- Opening Delimiter -

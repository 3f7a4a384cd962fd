//! Built-in starter content.
//!
//! A fresh install opens with one textbook, three practice questions and a
//! sample progress profile. Persisted state is merged over these values at
//! startup, field by field.

use crate::model::{
    Answer, Difficulty, Mcq, Settings, SystemProgress, Textbook, TextbookStatus, UserStats,
};
use chrono::Utc;

pub const SEED_STREAK: u32 = 7;

pub fn textbooks() -> Vec<Textbook> {
    vec![Textbook {
        id: "tb1".to_string(),
        title: "First Aid for the USMLE Step 1".to_string(),
        pages: 816,
        uploaded_at: Utc::now(),
        status: TextbookStatus::Processed,
        mime_type: "application/pdf".to_string(),
        chapters: vec![
            "Biochemistry".to_string(),
            "Immunology".to_string(),
            "Microbiology".to_string(),
            "Pathology".to_string(),
        ],
    }]
}

fn answers(options: [(&str, &str); 4]) -> Vec<Answer> {
    options
        .iter()
        .map(|(id, text)| Answer::new(*id, *text))
        .collect()
}

pub fn mcqs() -> Vec<Mcq> {
    vec![
        Mcq {
            id: "q1".to_string(),
            stem: "A 45-year-old male presents with progressive muscle weakness and difficulty \
                   swallowing. Physical examination reveals fasciculations of the tongue. What is \
                   the most likely diagnosis?"
                .to_string(),
            answers: answers([
                ("a", "Multiple Sclerosis"),
                ("b", "Amyotrophic Lateral Sclerosis"),
                ("c", "Myasthenia Gravis"),
                ("d", "Guillain-Barré Syndrome"),
            ]),
            correct_answer: "b".to_string(),
            explanation: "The combination of upper and lower motor neuron signs, including tongue \
                          fasciculations, suggests ALS."
                .to_string(),
            difficulty: Difficulty::Medium,
            category: "Neurology".to_string(),
            last_practiced: None,
        },
        Mcq {
            id: "q2".to_string(),
            stem: "Which enzyme deficiency is associated with Tay-Sachs disease?".to_string(),
            answers: answers([
                ("a", "Hexosaminidase A"),
                ("b", "Glucocerebrosidase"),
                ("c", "Sphingomyelinase"),
                ("d", "α-Galactosidase A"),
            ]),
            correct_answer: "a".to_string(),
            explanation: "Tay-Sachs disease is caused by deficiency of hexosaminidase A, leading \
                          to GM2 ganglioside accumulation."
                .to_string(),
            difficulty: Difficulty::Easy,
            category: "Biochemistry".to_string(),
            last_practiced: None,
        },
        Mcq {
            id: "q3".to_string(),
            stem: "A patient with a BMI of 28 kg/m² and type 2 diabetes presents with an elevated \
                   HbA1c of 8.2%. What is the most appropriate first-line treatment?"
                .to_string(),
            answers: answers([
                ("a", "Insulin glargine"),
                ("b", "Metformin"),
                ("c", "Sitagliptin"),
                ("d", "Glimepiride"),
            ]),
            correct_answer: "b".to_string(),
            explanation: "Metformin is the first-line treatment for type 2 diabetes, especially in \
                          overweight or obese patients."
                .to_string(),
            difficulty: Difficulty::Medium,
            category: "Endocrinology".to_string(),
            last_practiced: None,
        },
    ]
}

pub fn system_progress() -> Vec<SystemProgress> {
    [
        ("Cardiovascular", 68),
        ("Respiratory", 42),
        ("Gastrointestinal", 55),
        ("Renal", 23),
        ("Neurology", 77),
        ("Endocrinology", 39),
        ("Hematology", 51),
        ("Immunology", 65),
    ]
    .into_iter()
    .map(|(system, progress)| SystemProgress::new(system, progress))
    .collect()
}

pub fn user_stats() -> UserStats {
    UserStats {
        questions_answered: 213,
        correct_answers: 164,
        time_spent: 1234,
        last_active: Utc::now(),
    }
}

pub fn settings() -> Settings {
    Settings::default()
}

#[cfg(test)]
mod tests {
    use super::*;

    #[test]
    fn seed_questions_are_well_formed() {
        let mcqs = mcqs();
        assert_eq!(mcqs.len(), 3);
        for mcq in &mcqs {
            mcq.validate().unwrap();
        }
    }

    #[test]
    fn seed_stats_respect_bounds() {
        let stats = user_stats();
        assert!(stats.correct_answers <= stats.questions_answered);
        assert!(system_progress().iter().all(|s| s.progress <= 100));
    }
}
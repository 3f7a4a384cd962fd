//! Domain records held by the application store.
//!
//! These are plain data types. Field names serialize in camelCase so the
//! persisted blob and the generation endpoint share one wire shape
//! (`correctAnswer`, `lastPracticed`, `uploadedAt`, ...).

use chrono::{DateTime, Utc};
use serde::{Deserialize, Serialize};
use std::fmt;
use std::str::FromStr;

#[derive(Debug, Clone, Copy, PartialEq, Eq, Hash, Serialize, Deserialize)]
#[serde(rename_all = "lowercase")]
pub enum TextbookStatus {
    Processing,
    Processed,
    Failed,
}

impl fmt::Display for TextbookStatus {
    fn fmt(&self, f: &mut fmt::Formatter<'_>) -> fmt::Result {
        let s = match self {
            TextbookStatus::Processing => "processing",
            TextbookStatus::Processed => "processed",
            TextbookStatus::Failed => "failed",
        };
        f.write_str(s)
    }
}

impl FromStr for TextbookStatus {
    type Err = String;

    fn from_str(s: &str) -> Result<Self, Self::Err> {
        match s.to_ascii_lowercase().as_str() {
            "processing" => Ok(TextbookStatus::Processing),
            "processed" => Ok(TextbookStatus::Processed),
            "failed" => Ok(TextbookStatus::Failed),
            other => Err(format!("Unknown textbook status: {}", other)),
        }
    }
}

#[derive(Debug, Clone, PartialEq, Eq, Serialize, Deserialize)]
#[serde(rename_all = "camelCase")]
pub struct Textbook {
    pub id: String,
    pub title: String,
    pub pages: u32,
    pub uploaded_at: DateTime<Utc>,
    pub status: TextbookStatus,
    pub mime_type: String,
    pub chapters: Vec<String>,
}

impl Textbook {
    /// A freshly uploaded textbook, still being processed.
    pub fn new(
        id: impl Into<String>,
        title: impl Into<String>,
        mime_type: impl Into<String>,
    ) -> Self {
        Self {
            id: id.into(),
            title: title.into(),
            pages: 0,
            uploaded_at: Utc::now(),
            status: TextbookStatus::Processing,
            mime_type: mime_type.into(),
            chapters: Vec::new(),
        }
    }
}

#[derive(Debug, Clone, PartialEq, Eq, Serialize, Deserialize)]
pub struct Answer {
    pub id: String,
    pub text: String,
}

impl Answer {
    pub fn new(id: impl Into<String>, text: impl Into<String>) -> Self {
        Self {
            id: id.into(),
            text: text.into(),
        }
    }
}

#[derive(Debug, Clone, Copy, PartialEq, Eq, Hash, Serialize, Deserialize)]
#[serde(rename_all = "lowercase")]
pub enum Difficulty {
    Easy,
    Medium,
    Hard,
}

impl fmt::Display for Difficulty {
    fn fmt(&self, f: &mut fmt::Formatter<'_>) -> fmt::Result {
        let s = match self {
            Difficulty::Easy => "easy",
            Difficulty::Medium => "medium",
            Difficulty::Hard => "hard",
        };
        f.write_str(s)
    }
}

/// A multiple-choice question.
#[derive(Debug, Clone, PartialEq, Eq, Serialize, Deserialize)]
#[serde(rename_all = "camelCase")]
pub struct Mcq {
    pub id: String,
    pub stem: String,
    pub answers: Vec<Answer>,
    pub correct_answer: String,
    pub explanation: String,
    pub difficulty: Difficulty,
    pub category: String,
    pub last_practiced: Option<DateTime<Utc>>,
}

impl Mcq {
    pub fn answer(&self, id: &str) -> Option<&Answer> {
        self.answers.iter().find(|a| a.id == id)
    }

    pub fn correct_answer_text(&self) -> Option<&str> {
        self.answer(&self.correct_answer).map(|a| a.text.as_str())
    }

    /// Checks the structural invariants: at least two answers, unique answer
    /// ids, and a `correct_answer` that names one of them.
    pub fn validate(&self) -> Result<(), String> {
        if self.answers.len() < 2 {
            return Err(format!(
                "question {} has {} answer(s), need at least 2",
                self.id,
                self.answers.len()
            ));
        }
        for (i, answer) in self.answers.iter().enumerate() {
            if self.answers[..i].iter().any(|prev| prev.id == answer.id) {
                return Err(format!(
                    "question {} repeats answer id '{}'",
                    self.id, answer.id
                ));
            }
        }
        if self.answer(&self.correct_answer).is_none() {
            return Err(format!(
                "question {} names correct answer '{}' which is not an option",
                self.id, self.correct_answer
            ));
        }
        Ok(())
    }
}

#[derive(Debug, Clone, PartialEq, Eq, Serialize, Deserialize)]
pub struct SystemProgress {
    pub system: String,
    /// Percent complete, 0..=100. Persisted values above 100 are clamped on load.
    #[serde(deserialize_with = "deserialize_percent")]
    pub progress: u8,
}

fn deserialize_percent<'de, D>(deserializer: D) -> Result<u8, D::Error>
where
    D: serde::Deserializer<'de>,
{
    let value = u8::deserialize(deserializer)?;
    Ok(value.min(100))
}

impl SystemProgress {
    /// Progress is clamped to 100.
    pub fn new(system: impl Into<String>, progress: u8) -> Self {
        Self {
            system: system.into(),
            progress: progress.min(100),
        }
    }
}

#[derive(Debug, Clone, PartialEq, Eq, Serialize, Deserialize)]
#[serde(rename_all = "camelCase")]
pub struct UserStats {
    pub questions_answered: u32,
    pub correct_answers: u32,
    /// Minutes.
    pub time_spent: u32,
    pub last_active: DateTime<Utc>,
}

impl UserStats {
    /// Percentage of correct answers, `None` before anything was answered.
    /// Capped at 100 when persisted counts are inconsistent.
    pub fn accuracy(&self) -> Option<f64> {
        if self.questions_answered == 0 {
            return None;
        }
        let ratio = f64::from(self.correct_answers) / f64::from(self.questions_answered);
        Some((ratio * 100.0).min(100.0))
    }
}

#[derive(Debug, Clone, Copy, PartialEq, Eq, Hash, Serialize, Deserialize)]
#[serde(rename_all = "lowercase")]
pub enum Theme {
    Light,
    Dark,
    System,
}

impl fmt::Display for Theme {
    fn fmt(&self, f: &mut fmt::Formatter<'_>) -> fmt::Result {
        let s = match self {
            Theme::Light => "light",
            Theme::Dark => "dark",
            Theme::System => "system",
        };
        f.write_str(s)
    }
}

impl FromStr for Theme {
    type Err = String;

    fn from_str(s: &str) -> Result<Self, Self::Err> {
        match s.to_ascii_lowercase().as_str() {
            "light" => Ok(Theme::Light),
            "dark" => Ok(Theme::Dark),
            "system" => Ok(Theme::System),
            other => Err(format!("Unknown theme: {}", other)),
        }
    }
}

pub const MIN_TOKEN_BUDGET: u32 = 100_000;
pub const MAX_TOKEN_BUDGET: u32 = 1_000_000;

/// Cost per 1K tokens for tiers without a known price.
const FALLBACK_COST_PER_1K: f64 = 0.01;

#[derive(Debug, Clone, PartialEq, Serialize, Deserialize)]
#[serde(rename_all = "camelCase")]
pub struct Settings {
    pub model_tier: String,
    pub token_budget: u32,
    pub theme: Theme,
}

impl Default for Settings {
    fn default() -> Self {
        Self {
            model_tier: "gpt-4".to_string(),
            token_budget: 500_000,
            theme: Theme::System,
        }
    }
}

impl Settings {
    /// Shallow merge: only the fields present in `update` change.
    pub fn apply(&mut self, update: SettingsUpdate) {
        if let Some(model_tier) = update.model_tier {
            self.model_tier = model_tier;
        }
        if let Some(token_budget) = update.token_budget {
            self.token_budget = token_budget;
        }
        if let Some(theme) = update.theme {
            self.theme = theme;
        }
    }

    /// Estimated monthly spend in dollars if the whole budget is used.
    pub fn estimated_monthly_cost(&self) -> f64 {
        let per_1k = model_cost_per_1k(&self.model_tier).unwrap_or(FALLBACK_COST_PER_1K);
        f64::from(self.token_budget) / 1000.0 * per_1k
    }
}

/// Dollars per 1K tokens for the model tiers offered in settings.
pub fn model_cost_per_1k(model_tier: &str) -> Option<f64> {
    match model_tier {
        "gpt-3.5-turbo" => Some(0.0015),
        "gpt-4" => Some(0.03),
        "claude-3-opus" => Some(0.025),
        "gemini-pro" => Some(0.0035),
        _ => None,
    }
}

/// Partial settings, as submitted by the settings form.
#[derive(Debug, Clone, Default, PartialEq)]
pub struct SettingsUpdate {
    pub model_tier: Option<String>,
    pub token_budget: Option<u32>,
    pub theme: Option<Theme>,
}

impl SettingsUpdate {
    pub fn is_empty(&self) -> bool {
        self.model_tier.is_none() && self.token_budget.is_none() && self.theme.is_none()
    }
}

#[cfg(test)]
mod tests {
    use super::*;

    fn sample_mcq() -> Mcq {
        Mcq {
            id: "q1".into(),
            stem: "Which enzyme?".into(),
            answers: vec![
                Answer::new("a", "Hexosaminidase A"),
                Answer::new("b", "Sphingomyelinase"),
            ],
            correct_answer: "a".into(),
            explanation: "GM2 accumulation".into(),
            difficulty: Difficulty::Easy,
            category: "Biochemistry".into(),
            last_practiced: None,
        }
    }

    #[test]
    fn mcq_serializes_camel_case() {
        let json = serde_json::to_value(sample_mcq()).unwrap();
        assert_eq!(json["correctAnswer"], "a");
        assert!(json["lastPracticed"].is_null());
        assert_eq!(json["difficulty"], "easy");
    }

    #[test]
    fn validate_accepts_well_formed_question() {
        assert!(sample_mcq().validate().is_ok());
        assert_eq!(sample_mcq().correct_answer_text(), Some("Hexosaminidase A"));
    }

    #[test]
    fn validate_rejects_dangling_correct_answer() {
        let mut mcq = sample_mcq();
        mcq.correct_answer = "z".into();
        assert!(mcq.validate().is_err());
    }

    #[test]
    fn validate_rejects_single_answer() {
        let mut mcq = sample_mcq();
        mcq.answers.truncate(1);
        assert!(mcq.validate().is_err());
    }

    #[test]
    fn validate_rejects_duplicate_answer_ids() {
        let mut mcq = sample_mcq();
        mcq.answers[1].id = "a".into();
        assert!(mcq.validate().is_err());
    }

    #[test]
    fn accuracy_is_none_without_answers() {
        let stats = UserStats {
            questions_answered: 0,
            correct_answers: 0,
            time_spent: 0,
            last_active: Utc::now(),
        };
        assert_eq!(stats.accuracy(), None);
    }

    #[test]
    fn accuracy_is_a_percentage() {
        let stats = UserStats {
            questions_answered: 200,
            correct_answers: 150,
            time_spent: 10,
            last_active: Utc::now(),
        };
        assert_eq!(stats.accuracy(), Some(75.0));
    }

    #[test]
    fn settings_apply_only_touches_given_fields() {
        let mut settings = Settings::default();
        settings.apply(SettingsUpdate {
            theme: Some(Theme::Dark),
            ..Default::default()
        });
        assert_eq!(settings.theme, Theme::Dark);
        assert_eq!(settings.model_tier, "gpt-4");
        assert_eq!(settings.token_budget, 500_000);
    }

    #[test]
    fn monthly_cost_uses_tier_price() {
        let settings = Settings::default();
        assert!((settings.estimated_monthly_cost() - 15.0).abs() < 1e-9);

        let unknown = Settings {
            model_tier: "mystery".into(),
            ..Settings::default()
        };
        assert!((unknown.estimated_monthly_cost() - 5.0).abs() < 1e-9);
    }

    #[test]
    fn progress_is_clamped() {
        assert_eq!(SystemProgress::new("Renal", 140).progress, 100);
    }

    #[test]
    fn persisted_progress_is_clamped_on_load() {
        let progress: SystemProgress =
            serde_json::from_str(r#"{"system":"Renal","progress":250}"#).unwrap();
        assert_eq!(progress.progress, 100);

        let progress: SystemProgress =
            serde_json::from_str(r#"{"system":"Renal","progress":23}"#).unwrap();
        assert_eq!(progress.progress, 23);
    }

    #[test]
    fn accuracy_is_capped_for_inconsistent_counts() {
        let stats = UserStats {
            questions_answered: 1,
            correct_answers: 9,
            time_spent: 0,
            last_active: Utc::now(),
        };
        assert_eq!(stats.accuracy(), Some(100.0));
    }

    #[test]
    fn status_and_theme_parse_case_insensitively() {
        assert_eq!("Processed".parse::<TextbookStatus>(), Ok(TextbookStatus::Processed));
        assert_eq!("DARK".parse::<Theme>(), Ok(Theme::Dark));
        assert!("sepia".parse::<Theme>().is_err());
    }
}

- Closing Delimiter -

Lines in the listing that include the word "disease": how many are there? Give the number alone.

2